Histoire[modifier | modifier le code]

Le phénomène fut similaire au glam rock des années 1970, en ce sens que les membres de groupes associés au genre « Nouveaux Romantiques » portaient des vêtements efféminés et des maquillages ostentatoires. David Bowie était une référence évidente, notamment pour sa chanson Fashion, sa période Ziggy Stardust, ou sa chanson Ashes to Ashes représentative des tendances vestimentaires[1], ainsi que Brian Eno et Roxy Music, Human League ou Adam and the Ants. Malgré les liens du mouvement avec le glam rock, il s'en distingue par la forte présence de synthétiseurs au lieu des guitares électriques associées au rock des années 1970, au point de se rapprocher parfois de l'électropop. Les pionniers japonais de l'électropop, le Yellow Magic Orchestra, eut une influence significative sur le mouvement de ce point de vue, ainsi que les groupes allemands Kraftwerk et Can et les anglais Landscape et Ultravox. Les boîtes à rythmes sont largement utilisées par le mouvement grâce aux expériences des batteurs Richard James Burgess de Landscape, Warren Cann d'Ultravox et Rusty Egan de Visage, de même que parfois les percussions naturelles à l'image de Bow Wow Wow[2].

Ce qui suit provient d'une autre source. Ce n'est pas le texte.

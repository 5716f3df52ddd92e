//! 统一配置管理
//!
//! turnprobe 的所有可调参数都定义在这里，配置文件使用 TOML 格式。
//! 文件中省略的配置段全部使用默认值，因此空文件也是合法配置。

pub mod optimizer;
pub mod probe;
pub mod serve;
pub mod source;
pub mod tracing;

pub use optimizer::OptimizerConfig;
pub use probe::{ProbeSettings, VARIANT_NAMES};
pub use serve::ServeConfig;
pub use source::SourceConfig;
pub use tracing::TracingConfig;

use crate::error::ConfigError;
use serde::{Deserialize, Serialize};
use std::path::Path;

/// turnprobe 主配置
#[derive(Debug, Clone, Serialize, Deserialize)]
pub struct ProbeConfig {
    /// 实例名称，出现在日志与追踪资源属性中
    #[serde(default = "default_name")]
    pub name: String,

    /// ICE 服务器配置来源
    #[serde(default)]
    pub source: SourceConfig,

    /// 候选收集探测参数
    #[serde(default)]
    pub probe: ProbeSettings,

    /// STUN 优选参数
    #[serde(default)]
    pub optimizer: OptimizerConfig,

    /// 配置下发接口参数
    #[serde(default)]
    pub serve: ServeConfig,

    /// 可观测性配置（日志 + 追踪）
    #[serde(default)]
    pub observability: ObservabilityConfig,
}

/// 可观测性配置
#[derive(Debug, Serialize, Deserialize, Clone)]
pub struct ObservabilityConfig {
    /// EnvFilter 语法的过滤级别（如 "info,webrtc_ice=warn"），RUST_LOG 优先
    #[serde(default = "default_filter_level")]
    pub filter_level: String,

    #[serde(default)]
    pub log: LogConfig,

    #[serde(default)]
    pub tracing: TracingConfig,
}

/// 日志配置
#[derive(Debug, Serialize, Deserialize, Clone)]
pub struct LogConfig {
    /// "console"（stderr，默认）或 "file"
    #[serde(default = "default_log_output")]
    pub output: String,

    /// output = "file" 时按天轮转
    #[serde(default)]
    pub rotate: bool,

    /// output = "file" 时的日志目录
    #[serde(default = "default_log_path")]
    pub path: String,
}

impl Default for ObservabilityConfig {
    fn default() -> Self {
        Self {
            filter_level: default_filter_level(),
            log: LogConfig::default(),
            tracing: TracingConfig::default(),
        }
    }
}

impl Default for LogConfig {
    fn default() -> Self {
        Self {
            output: default_log_output(),
            rotate: false,
            path: default_log_path(),
        }
    }
}

fn default_name() -> String {
    "turnprobe".to_string()
}

fn default_log_output() -> String {
    "console".to_string()
}

fn default_log_path() -> String {
    "logs/".to_string()
}

fn default_filter_level() -> String {
    // webrtc-rs 的 ICE/mDNS 模块在 info 级别非常嘈杂
    "info,webrtc_ice=warn,webrtc_mdns=warn,webrtc=warn".to_string()
}

impl Default for ProbeConfig {
    fn default() -> Self {
        Self {
            name: default_name(),
            source: SourceConfig::default(),
            probe: ProbeSettings::default(),
            optimizer: OptimizerConfig::default(),
            serve: ServeConfig::default(),
            observability: ObservabilityConfig::default(),
        }
    }
}

impl ProbeConfig {
    pub fn tracing_config(&self) -> &TracingConfig {
        &self.observability.tracing
    }

    pub fn observability_config(&self) -> &ObservabilityConfig {
        &self.observability
    }

    pub fn log_config(&self) -> &LogConfig {
        &self.observability.log
    }

    /// 从文件加载配置
    pub fn from_file<P: AsRef<Path>>(path: P) -> Result<Self, ConfigError> {
        let path_ref = path.as_ref();

        if !path_ref.is_file() {
            return Err(ConfigError::FileNotFound {
                path: path_ref.display().to_string(),
            });
        }

        let content = std::fs::read_to_string(path_ref)?;
        Self::from_toml(&content)
    }

    pub fn from_toml(content: &str) -> Result<Self, ConfigError> {
        Ok(toml::from_str(content)?)
    }

    /// 验证配置有效性
    ///
    /// 返回的问题列表中以 "Warning:" 开头的条目不阻止运行
    pub fn validate(&self) -> Result<(), Vec<String>> {
        let mut errors = Vec::new();

        if self.name.trim().is_empty() {
            errors.push("Instance name cannot be empty".to_string());
        }

        let main_level = self
            .observability
            .filter_level
            .split(',')
            .next()
            .unwrap_or("")
            .trim();
        if !["trace", "debug", "info", "warn", "error"].contains(&main_level) {
            errors.push(format!(
                "Invalid filter level '{}', must start with one of: trace, debug, info, warn, error",
                self.observability.filter_level
            ));
        }

        if !["console", "file"].contains(&self.observability.log.output.as_str()) {
            errors.push(format!(
                "Invalid log output '{}' (observability.log.output), must be 'console' or 'file'",
                self.observability.log.output
            ));
        }

        if let Err(e) = self.observability.tracing.validate() {
            errors.push(e);
        }

        self.source.collect_issues(&mut errors);
        self.probe.collect_issues(&mut errors);
        self.optimizer.collect_issues(&mut errors);
        self.serve.collect_issues(&mut errors);

        if errors.is_empty() {
            Ok(())
        } else {
            Err(errors)
        }
    }
}

#[cfg(test)]
mod tests {
    use super::*;
    use std::io::Write;

    #[test]
    fn test_empty_file_is_default_config() {
        let config = ProbeConfig::from_toml("").unwrap();
        assert_eq!(config.name, "turnprobe");
        assert_eq!(config.probe.gather_timeout_ms, 10_000);
        assert_eq!(config.probe.poll_interval_ms, 100);
        assert_eq!(config.probe.settle_delay_ms, 2_000);
        assert_eq!(config.source.env_var, "RTC_CONFIG");
        assert_eq!(config.optimizer.max_servers, 3);
        assert_eq!(config.serve.port, 3004);
    }

    #[test]
    fn test_default_config_only_warns() {
        let issues = ProbeConfig::default().validate().unwrap_err();
        assert!(issues.iter().all(|e| e.starts_with("Warning:")), "{issues:?}");
    }

    #[test]
    fn test_full_config_parses() {
        let toml = r#"
            name = "edge-check"

            [source]
            url = "https://example.org/api/get-config"
            file = "ice.json"
            use_fallback = true

            [probe]
            gather_timeout_ms = 5000
            variants = ["full", "turn-only"]
            strict = true

            [optimizer]
            max_servers = 2
            worker_url = "https://optimizer.example.org"

            [serve]
            port = 8080
            allowed_origins = ["https://app.example.org"]

            [serve.fallback_server]
            urls = "turn:relay.example.org:3478"
            username = "u"
            credential = "c"

            [observability]
            filter_level = "debug"

            [observability.log]
            output = "file"
            rotate = true
        "#;

        let config = ProbeConfig::from_toml(toml).unwrap();
        assert_eq!(config.name, "edge-check");
        assert_eq!(config.probe.variants, vec!["full", "turn-only"]);
        assert!(config.probe.strict);
        assert_eq!(
            config.serve.fallback_server.as_ref().unwrap().urls,
            vec!["turn:relay.example.org:3478"]
        );
        assert!(config.validate().is_ok(), "{:?}", config.validate());
    }

    #[test]
    fn test_validation_errors() {
        let mut config = ProbeConfig::default();
        config.name = " ".to_string();
        config.probe.poll_interval_ms = 0;
        config.probe.variants = vec!["sideways".to_string()];
        config.observability.log.output = "syslog".to_string();
        config.serve.ip = "localhost".to_string();

        let issues = config.validate().unwrap_err();
        let fatal: Vec<_> = issues.iter().filter(|e| !e.starts_with("Warning:")).collect();
        assert_eq!(fatal.len(), 5, "{issues:?}");
    }

    #[test]
    fn test_from_file() {
        let mut file = tempfile::NamedTempFile::new().unwrap();
        writeln!(file, "name = \"from-file\"").unwrap();
        let config = ProbeConfig::from_file(file.path()).unwrap();
        assert_eq!(config.name, "from-file");

        let missing = ProbeConfig::from_file("/definitely/not/here.toml");
        assert!(matches!(missing, Err(ConfigError::FileNotFound { .. })));
    }

    #[test]
    fn test_invalid_toml_is_parse_error() {
        let result = ProbeConfig::from_toml("name = [\n");
        assert!(matches!(result, Err(ConfigError::ParseError { .. })));
    }

    #[test]
    fn test_partial_toml_keeps_probe_defaults() {
        let parsed = ProbeConfig::from_toml("[probe]\nstrict = true\n").unwrap();
        assert!(parsed.probe.strict);
        assert_eq!(
            parsed.probe.gather_timeout_ms,
            ProbeConfig::default().probe.gather_timeout_ms
        );
    }
}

Les historiens considèrent que le mouvement émerge significativement à la fin des années 1970 dans les clubs londoniens, notamment au Blitz[3] (ouvert par Steve Strange (en) et Rusty Egan (en) en 1979 et fermé en 1981), entrainant le terme de « Blitz Kids (en) » ; nombres de ces Blitz Kids, avant d'être appelées les « Nouveaux Romantiques », sortent du Saint Martins School of Art's Alternative Fashion Show[4] ou du Royal College of Art. D'autres clubs comme le Hell ou le Billy's servent de lieux démonstratifs à ces étudiants en art et leur entourage, sorte de défilés de chic allant à l'encontre de la mode punk[5].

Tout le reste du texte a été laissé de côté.